“On your left,” I have heard it thousands and probably said it hundreds of times in my 23 years of serious running. Mostly I hear this phrase on bike trails as bikes pass which is common courtesy and good trail etiquette since they are usually going 100 MPH. Then you get that occasional bike that blows by you, never giving you any warning and missing you by inches, just about giving you a heart attack.
Denver (and I’m sure other cities) has done a great job of designing its bike trails and for a runner these trails are a godsend since you can run just about any distance you desire with minimal street crossings. Some trails are made of asphalt, some cement and even some with crusher fine but all, at least in Denver, are in great condition and a pleasure to run. On any given day you will see an abundance of runners, walkers and bike riders.
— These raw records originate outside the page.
use std::fmt;

use serde::{Deserialize, Serialize};

use super::board::{Board, Cell, COLS, ROWS, WIN_LENGTH};
use super::player::Player;
use super::score::Scoreboard;
use crate::error::{ConfigError, MoveError};

/// Result of the current round.
#[derive(Debug, Clone, Copy, PartialEq, Eq, Serialize, Deserialize)]
#[serde(tag = "kind", content = "player", rename_all = "snake_case")]
pub enum RoundOutcome {
    InProgress,
    Win(Player),
    Draw,
}

impl RoundOutcome {
    /// Whether the round has ended (win or draw)
    pub fn is_decided(self) -> bool {
        self != RoundOutcome::InProgress
    }

    pub fn winner(self) -> Option<Player> {
        match self {
            RoundOutcome::Win(player) => Some(player),
            _ => None,
        }
    }
}

impl fmt::Display for RoundOutcome {
    fn fmt(&self, f: &mut fmt::Formatter<'_>) -> fmt::Result {
        match self {
            RoundOutcome::InProgress => write!(f, "in progress"),
            RoundOutcome::Win(player) => write!(f, "{} wins", player.name().to_lowercase()),
            RoundOutcome::Draw => write!(f, "draw"),
        }
    }
}

/// A successful drop: where the token landed, whose it is, and the round
/// outcome right after it.
#[derive(Debug, Clone, Copy, PartialEq, Eq, Serialize, Deserialize)]
pub struct Placement {
    pub row: usize,
    pub column: usize,
    pub owner: Player,
    pub outcome: RoundOutcome,
}

/// Who opens a round after `reset`.
#[derive(Debug, Clone, Copy, Default, PartialEq, Eq, Serialize, Deserialize)]
#[serde(rename_all = "lowercase")]
pub enum StartPolicy {
    /// Every round opens with `EngineConfig::starting_player`.
    #[default]
    Fixed,
    /// Each round opens with the player who did not open the previous one.
    Alternate,
}

/// Display names for the two players.
#[derive(Debug, Clone, PartialEq, Eq, Serialize, Deserialize)]
#[serde(default)]
pub struct PlayerLabels {
    pub red: String,
    pub yellow: String,
}

impl Default for PlayerLabels {
    fn default() -> Self {
        PlayerLabels {
            red: Player::Red.name().to_string(),
            yellow: Player::Yellow.name().to_string(),
        }
    }
}

/// Largest board accepted by `EngineConfig::validate`.
pub const MAX_CELLS: usize = 1 << 16;

/// Engine constants, fixed once the engine is built.
#[derive(Debug, Clone, PartialEq, Eq, Serialize, Deserialize)]
#[serde(default)]
pub struct EngineConfig {
    pub rows: usize,
    pub cols: usize,
    pub win_length: usize,
    pub starting_player: Player,
    pub start_policy: StartPolicy,
    pub labels: PlayerLabels,
}

impl Default for EngineConfig {
    fn default() -> Self {
        EngineConfig {
            rows: ROWS,
            cols: COLS,
            win_length: WIN_LENGTH,
            starting_player: Player::Red,
            start_policy: StartPolicy::Fixed,
            labels: PlayerLabels::default(),
        }
    }
}

impl EngineConfig {
    pub fn validate(&self) -> Result<(), ConfigError> {
        if self.rows == 0 {
            return Err(ConfigError::Validation("engine.rows must be >= 1".into()));
        }
        if self.cols == 0 {
            return Err(ConfigError::Validation("engine.cols must be >= 1".into()));
        }
        match self.rows.checked_mul(self.cols) {
            Some(cells) if cells <= MAX_CELLS => {}
            _ => {
                return Err(ConfigError::Validation(
                    "engine.rows * engine.cols is too large".into(),
                ))
            }
        }
        if self.win_length < 2 {
            return Err(ConfigError::Validation(
                "engine.win_length must be >= 2".into(),
            ));
        }
        if self.win_length > self.rows.max(self.cols) {
            return Err(ConfigError::Validation(
                "engine.win_length must fit on the board".into(),
            ));
        }
        if self.labels.red.trim().is_empty() || self.labels.yellow.trim().is_empty() {
            return Err(ConfigError::Validation(
                "engine.labels must not be empty".into(),
            ));
        }
        if self.labels.red == self.labels.yellow {
            return Err(ConfigError::Validation(
                "engine.labels must be distinct".into(),
            ));
        }
        Ok(())
    }
}

/// Authoritative state of a session: the board and turn of the current
/// round, its outcome, and the scoreboard carried across rounds.
///
/// All mutation goes through [`GameEngine::drop_token`] and
/// [`GameEngine::reset`]; every rejected call leaves the engine as it was.
#[derive(Debug, Clone)]
pub struct GameEngine {
    config: EngineConfig,
    board: Board,
    current_player: Player,
    round_starter: Player,
    outcome: RoundOutcome,
    scores: Scoreboard,
    round: u32,
    moves: Vec<Placement>,
    winning_line: Option<Vec<(usize, usize)>>,
}

impl GameEngine {
    /// Engine with the conventional 6x7 board, four to win, Red first
    pub fn new() -> Self {
        Self::build(EngineConfig::default())
    }

    /// Engine with custom constants
    pub fn with_config(config: EngineConfig) -> Result<Self, ConfigError> {
        config.validate()?;
        Ok(Self::build(config))
    }

    fn build(config: EngineConfig) -> Self {
        GameEngine {
            board: Board::with_size(config.rows, config.cols),
            current_player: config.starting_player,
            round_starter: config.starting_player,
            outcome: RoundOutcome::InProgress,
            scores: Scoreboard::new(),
            round: 1,
            moves: Vec::new(),
            winning_line: None,
            config,
        }
    }

    /// Drop the current player's token into `column`.
    ///
    /// The token settles in the lowest empty row. A winning drop ends the
    /// round, credits the mover and keeps the turn; a drop that fills the
    /// board without a win ends the round as a draw; any other drop passes
    /// the turn.
    pub fn drop_token(&mut self, column: usize) -> Result<Placement, MoveError> {
        if self.outcome.is_decided() {
            return Err(MoveError::RoundAlreadyDecided(self.outcome));
        }

        let owner = self.current_player;
        let row = self.board.drop_piece(column, owner.to_cell())?;

        if let Some(line) = self.board.line_through(row, column, self.config.win_length) {
            self.outcome = RoundOutcome::Win(owner);
            self.scores.record_win(owner);
            self.winning_line = Some(line);
        } else if self.board.is_full() {
            self.outcome = RoundOutcome::Draw;
        } else {
            self.current_player = owner.other();
        }

        let placement = Placement {
            row,
            column,
            owner,
            outcome: self.outcome,
        };
        self.moves.push(placement);
        Ok(placement)
    }

    /// Whether the token at (row, col) completes a run of `win_length`
    /// (four by default) on any axis. Only cells within reach of the anchor
    /// are examined.
    pub fn has_four_in_line(&self, row: usize, col: usize) -> bool {
        self.board.has_line_through(row, col, self.config.win_length)
    }

    /// Start a new round: empty board, outcome back to in progress, opening
    /// player chosen by the start policy. Scores are kept.
    pub fn reset(&mut self) {
        self.board.clear();
        self.outcome = RoundOutcome::InProgress;
        self.moves.clear();
        self.winning_line = None;
        self.round = self.round.saturating_add(1);
        self.round_starter = match self.config.start_policy {
            StartPolicy::Fixed => self.config.starting_player,
            StartPolicy::Alternate => self.round_starter.other(),
        };
        self.current_player = self.round_starter;
    }

    pub fn current_scores(&self) -> Scoreboard {
        self.scores
    }

    pub fn current_outcome(&self) -> RoundOutcome {
        self.outcome
    }

    /// Cell contents, `None` when (row, col) is off the board
    pub fn cell_at(&self, row: usize, col: usize) -> Option<Cell> {
        self.board.get(row, col)
    }

    /// Player to move; after a win this stays on the winner
    pub fn current_player(&self) -> Player {
        self.current_player
    }

    pub fn board(&self) -> &Board {
        &self.board
    }

    pub fn config(&self) -> &EngineConfig {
        &self.config
    }

    /// Columns that accept a drop, empty once the round is decided
    pub fn legal_columns(&self) -> Vec<usize> {
        if self.outcome.is_decided() {
            return Vec::new();
        }

        (0..self.board.cols())
            .filter(|&col| !self.board.is_column_full(col))
            .collect()
    }

    /// Placements made in this round, oldest first
    pub fn moves(&self) -> &[Placement] {
        &self.moves
    }

    /// 1-based index of the current round within the session
    pub fn round(&self) -> u32 {
        self.round
    }

    /// Cells of the run that decided the round, if it was won
    pub fn winning_line(&self) -> Option<&[(usize, usize)]> {
        self.winning_line.as_deref()
    }

    /// Outcome phrased with the configured labels, e.g. "Crimson wins"
    pub fn describe_outcome(&self) -> String {
        match self.outcome {
            RoundOutcome::Win(player) => format!("{} wins", self.label(player)),
            other => other.to_string(),
        }
    }

    /// Configured display name for a player
    pub fn label(&self, player: Player) -> &str {
        match player {
            Player::Red => &self.config.labels.red,
            Player::Yellow => &self.config.labels.yellow,
        }
    }
}

impl Default for GameEngine {
    fn default() -> Self {
        Self::new()
    }
}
On weekends, trails seem to be extremely crowded and runners need to be aware of what is going on for personal safety reasons. For example, if I’m passing another runner or walker I will announce, “on your left” but first will look over my shoulder to be sure there is not a bike rider flying up behind me. I will be sure to acknowledge another runner or walker as I pass. If I hear “on your left” I will acknowledge the bike rider or runner by raising my left hand and verbally thank them for warning me.
It is also good etiquette for a runner to stay as far right on the trail as possible so traffic has adequate room to pass and gives runners more safety assurance. If you are running with other people and depending on the width of the trail, two wide is usually the standard. However, if you hear “on your left” it is good etiquette to fall in single file to let the bike pass.
Our running group in Denver, Runners Edge of the Rockies is large and breaks into different pace groups. Our coach constantly reminds the pace group leaders to keep their pace group two wide for safety reasons. Pace group leaders are also responsible to be aware of what is going on. For example, if a bike or runner is heading towards us, they will yell out, “bike up” or “runner up” and the pace group then tightens up so they can safely pass.
If you run bike trails at night, be sure you are visible by wearing a headlamp, flashing safety light and reflective running gear. Bike riders approaching both in front or behind you will appreciate it as you appreciate it when they are visible.
So while on the trails, use and be aware of “on your left,” its just good etiquette and will keep your running safe! Happy trails to you!